= Beginning of Section =
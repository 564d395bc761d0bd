use std::sync::Arc;

use skein_interpret::{Interpreter, InterpreterConfig, PackageConfig};

use crate::bindings;
use crate::config::ThreadConfig;
use crate::error::EnvironmentError;

/// Builds the fresh interpreter each worker runs its task in.
#[derive(Clone, Debug)]
pub struct EnvironmentFactory {
    config: Arc<ThreadConfig>,
}

impl EnvironmentFactory {
    pub fn new(config: Arc<ThreadConfig>) -> Self {
        Self { config }
    }

    /// A new interpreter with the given module-search strings, the thread
    /// and queue modules, and a traceback-appending message handler.
    pub fn build(&self, package: &PackageConfig) -> Result<Interpreter, EnvironmentError> {
        package.separators().map_err(|e| EnvironmentError { detail: e.to_string() })?;

        let mut interp = Interpreter::new(InterpreterConfig {
            max_call_depth: self.config.max_call_depth,
            package: package.clone(),
            capture_output: false,
        });
        bindings::install(&mut interp, Arc::clone(&self.config));
        interp.set_message_handler(|err| err.with_traceback());

        tracing::trace!(path = %package.path, cpath = %package.cpath, "built worker environment");
        Ok(interp)
    }
}

#[cfg(test)]
mod tests {
    use super::*;

    #[test]
    fn copies_package_strings_verbatim() {
        let package = PackageConfig::new("/srv/?.sk", "/srv/?.so", "/\n;\n?\n");
        let interp = EnvironmentFactory::new(Arc::default()).build(&package).unwrap();
        assert_eq!(interp.package_config(), package);
    }

    #[test]
    fn rejects_malformed_config() {
        let package = PackageConfig::new("", "", "//\n;\n?\n");
        let err = EnvironmentFactory::new(Arc::default()).build(&package).unwrap_err();
        assert!(
            err.to_string()
                .starts_with("environment construction failed: invalid package.config")
        );
    }
}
= End of Section =
EXERCISE: Without changing a single word, reproduce the entries above.

YOUR RESPONSE:
repository 564d395bc761d0bd
use std::sync::Arc;

use skein_interpret::{Interpreter, InterpreterConfig, PackageConfig};

use crate::bindings;
use crate::config::ThreadConfig;
use crate::error::EnvironmentError;

/// Builds the fresh interpreter each worker runs its task in.
#[derive(Clone, Debug)]
pub struct EnvironmentFactory {
    config: Arc<ThreadConfig>,
}

impl EnvironmentFactory {
    pub fn new(config: Arc<ThreadConfig>) -> Self {
        Self { config }
    }

    /// A new interpreter with the given module-search strings, the thread
    /// and queue modules, and a traceback-appending message handler.
    pub fn build(&self, package: &PackageConfig) -> Result<Interpreter, EnvironmentError> {
        package.separators().map_err(|e| EnvironmentError { detail: e.to_string() })?;

        let mut interp = Interpreter::new(InterpreterConfig {
            max_call_depth: self.config.max_call_depth,
            package: package.clone(),
            capture_output: false,
        });
        bindings::install(&mut interp, Arc::clone(&self.config));
        interp.set_message_handler(|err| err.with_traceback());

        tracing::trace!(path = %package.path, cpath = %package.cpath, "built worker environment");
        Ok(interp)
    }
}

#[cfg(test)]
mod tests {
    use super::*;

    #[test]
    fn copies_package_strings_verbatim() {
        let package = PackageConfig::new("/srv/?.sk", "/srv/?.so", "/\n;\n?\n");
        let interp = EnvironmentFactory::new(Arc::default()).build(&package).unwrap();
        assert_eq!(interp.package_config(), package);
    }

    #[test]
    fn rejects_malformed_config() {
        let package = PackageConfig::new("", "", "//\n;\n?\n");
        let err = EnvironmentFactory::new(Arc::default()).build(&package).unwrap_err();
        assert!(
            err.to_string()
                .starts_with("environment construction failed: invalid package.config")
        );
    }
}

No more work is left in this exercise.